• ACTION ITEM: Only one stretch of the data is wanted: the line containing "pub struct PredictionConfig", the line containing "impl Default for InterpolationConfig", and every line between them, copied exactly.

• GIVEN DATA:

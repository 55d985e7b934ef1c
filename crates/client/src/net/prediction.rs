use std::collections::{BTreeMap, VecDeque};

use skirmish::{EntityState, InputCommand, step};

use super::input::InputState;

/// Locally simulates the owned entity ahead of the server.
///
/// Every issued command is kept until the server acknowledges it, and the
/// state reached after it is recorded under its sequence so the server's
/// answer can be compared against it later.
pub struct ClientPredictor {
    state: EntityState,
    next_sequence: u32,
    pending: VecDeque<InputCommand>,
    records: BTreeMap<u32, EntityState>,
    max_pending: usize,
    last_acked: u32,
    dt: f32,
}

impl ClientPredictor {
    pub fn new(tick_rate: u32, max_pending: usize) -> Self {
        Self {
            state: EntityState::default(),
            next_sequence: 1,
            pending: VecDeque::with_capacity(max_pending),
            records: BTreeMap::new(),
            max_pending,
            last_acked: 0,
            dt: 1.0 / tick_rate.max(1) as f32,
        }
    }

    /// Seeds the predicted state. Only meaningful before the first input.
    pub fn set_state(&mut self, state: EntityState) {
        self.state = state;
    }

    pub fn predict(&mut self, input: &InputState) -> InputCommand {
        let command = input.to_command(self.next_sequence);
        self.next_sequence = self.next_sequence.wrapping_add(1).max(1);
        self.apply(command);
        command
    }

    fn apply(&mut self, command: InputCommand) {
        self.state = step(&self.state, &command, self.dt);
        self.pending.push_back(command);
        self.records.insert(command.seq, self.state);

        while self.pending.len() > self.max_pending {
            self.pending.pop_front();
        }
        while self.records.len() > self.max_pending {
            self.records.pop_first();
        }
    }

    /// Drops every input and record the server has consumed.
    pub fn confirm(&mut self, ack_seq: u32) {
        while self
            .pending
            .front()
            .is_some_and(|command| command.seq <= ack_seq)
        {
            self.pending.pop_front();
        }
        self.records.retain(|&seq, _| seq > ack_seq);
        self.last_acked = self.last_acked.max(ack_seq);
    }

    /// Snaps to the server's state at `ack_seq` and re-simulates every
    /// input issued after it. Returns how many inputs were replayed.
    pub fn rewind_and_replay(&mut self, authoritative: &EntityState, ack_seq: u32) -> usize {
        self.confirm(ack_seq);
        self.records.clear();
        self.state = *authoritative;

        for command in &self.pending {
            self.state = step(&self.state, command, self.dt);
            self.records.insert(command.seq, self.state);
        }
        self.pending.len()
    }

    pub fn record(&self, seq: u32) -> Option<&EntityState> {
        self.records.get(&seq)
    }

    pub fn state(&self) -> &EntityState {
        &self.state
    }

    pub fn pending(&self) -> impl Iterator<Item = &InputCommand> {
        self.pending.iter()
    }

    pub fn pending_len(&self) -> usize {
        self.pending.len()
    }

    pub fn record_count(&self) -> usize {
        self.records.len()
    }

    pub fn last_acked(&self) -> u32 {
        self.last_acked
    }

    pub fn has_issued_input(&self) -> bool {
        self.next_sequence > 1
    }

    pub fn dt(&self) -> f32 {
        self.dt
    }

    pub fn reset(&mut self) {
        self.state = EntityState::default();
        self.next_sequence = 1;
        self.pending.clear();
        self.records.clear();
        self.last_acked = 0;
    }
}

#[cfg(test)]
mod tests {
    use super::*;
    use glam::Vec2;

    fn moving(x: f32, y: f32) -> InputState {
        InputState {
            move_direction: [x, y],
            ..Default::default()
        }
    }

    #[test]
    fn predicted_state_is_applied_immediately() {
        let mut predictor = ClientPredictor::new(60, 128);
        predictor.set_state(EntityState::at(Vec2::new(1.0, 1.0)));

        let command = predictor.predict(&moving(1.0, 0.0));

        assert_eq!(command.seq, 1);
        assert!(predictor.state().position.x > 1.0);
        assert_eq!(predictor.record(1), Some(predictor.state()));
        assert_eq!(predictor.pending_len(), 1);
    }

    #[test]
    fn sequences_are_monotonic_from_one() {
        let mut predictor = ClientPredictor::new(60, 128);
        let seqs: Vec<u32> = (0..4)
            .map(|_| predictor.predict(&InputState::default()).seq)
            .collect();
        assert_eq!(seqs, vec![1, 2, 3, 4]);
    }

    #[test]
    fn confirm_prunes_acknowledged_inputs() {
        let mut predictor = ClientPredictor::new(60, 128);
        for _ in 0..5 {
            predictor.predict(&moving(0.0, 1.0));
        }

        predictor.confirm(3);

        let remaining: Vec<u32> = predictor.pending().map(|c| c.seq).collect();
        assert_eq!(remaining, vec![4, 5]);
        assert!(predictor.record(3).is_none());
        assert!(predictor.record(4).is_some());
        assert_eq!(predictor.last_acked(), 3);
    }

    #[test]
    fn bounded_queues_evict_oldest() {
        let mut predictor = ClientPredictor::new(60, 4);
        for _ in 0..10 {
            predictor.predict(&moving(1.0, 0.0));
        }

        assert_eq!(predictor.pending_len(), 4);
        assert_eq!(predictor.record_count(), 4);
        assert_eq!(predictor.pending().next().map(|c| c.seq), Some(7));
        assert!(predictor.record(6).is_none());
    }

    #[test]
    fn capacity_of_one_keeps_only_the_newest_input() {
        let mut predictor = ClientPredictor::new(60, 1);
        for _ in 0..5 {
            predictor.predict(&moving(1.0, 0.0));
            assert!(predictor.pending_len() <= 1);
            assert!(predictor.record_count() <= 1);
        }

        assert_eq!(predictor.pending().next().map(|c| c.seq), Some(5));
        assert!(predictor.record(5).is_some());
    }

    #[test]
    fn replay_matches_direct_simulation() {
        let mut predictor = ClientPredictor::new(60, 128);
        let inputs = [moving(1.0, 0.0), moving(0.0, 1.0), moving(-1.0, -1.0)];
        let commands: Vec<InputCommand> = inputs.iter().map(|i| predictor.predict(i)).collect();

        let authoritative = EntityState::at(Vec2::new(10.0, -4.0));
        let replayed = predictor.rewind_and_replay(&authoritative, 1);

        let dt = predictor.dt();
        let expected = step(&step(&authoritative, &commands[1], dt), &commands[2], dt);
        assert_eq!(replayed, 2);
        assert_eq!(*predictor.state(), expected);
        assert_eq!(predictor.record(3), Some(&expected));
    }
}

==

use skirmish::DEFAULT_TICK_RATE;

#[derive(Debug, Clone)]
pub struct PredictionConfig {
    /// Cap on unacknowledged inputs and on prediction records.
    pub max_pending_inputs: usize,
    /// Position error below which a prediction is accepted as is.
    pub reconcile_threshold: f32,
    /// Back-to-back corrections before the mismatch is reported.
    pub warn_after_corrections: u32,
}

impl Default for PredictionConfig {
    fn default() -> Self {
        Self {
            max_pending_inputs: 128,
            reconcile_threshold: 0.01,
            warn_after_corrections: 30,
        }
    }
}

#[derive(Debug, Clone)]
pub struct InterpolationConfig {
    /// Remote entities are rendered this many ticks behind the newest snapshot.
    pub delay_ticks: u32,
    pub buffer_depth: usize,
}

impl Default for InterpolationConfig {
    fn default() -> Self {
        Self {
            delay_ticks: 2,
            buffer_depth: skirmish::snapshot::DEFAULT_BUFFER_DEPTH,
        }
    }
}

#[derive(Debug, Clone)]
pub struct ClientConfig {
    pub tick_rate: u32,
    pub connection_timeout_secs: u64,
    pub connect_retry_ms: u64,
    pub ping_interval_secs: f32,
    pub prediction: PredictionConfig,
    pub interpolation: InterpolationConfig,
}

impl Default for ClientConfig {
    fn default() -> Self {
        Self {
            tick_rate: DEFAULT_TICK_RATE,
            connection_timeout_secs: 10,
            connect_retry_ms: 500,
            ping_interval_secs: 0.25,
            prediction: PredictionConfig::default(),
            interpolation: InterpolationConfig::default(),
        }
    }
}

• EXERCISE ANSWER:
pub struct PredictionConfig {
    /// Cap on unacknowledged inputs and on prediction records.
    pub max_pending_inputs: usize,
    /// Position error below which a prediction is accepted as is.
    pub reconcile_threshold: f32,
    /// Back-to-back corrections before the mismatch is reported.
    pub warn_after_corrections: u32,
}

impl Default for PredictionConfig {
    fn default() -> Self {
        Self {
            max_pending_inputs: 128,
            reconcile_threshold: 0.01,
            warn_after_corrections: 30,
        }
    }
}

#[derive(Debug, Clone)]
pub struct InterpolationConfig {
    /// Remote entities are rendered this many ticks behind the newest snapshot.
    pub delay_ticks: u32,
    pub buffer_depth: usize,
}

impl Default for InterpolationConfig {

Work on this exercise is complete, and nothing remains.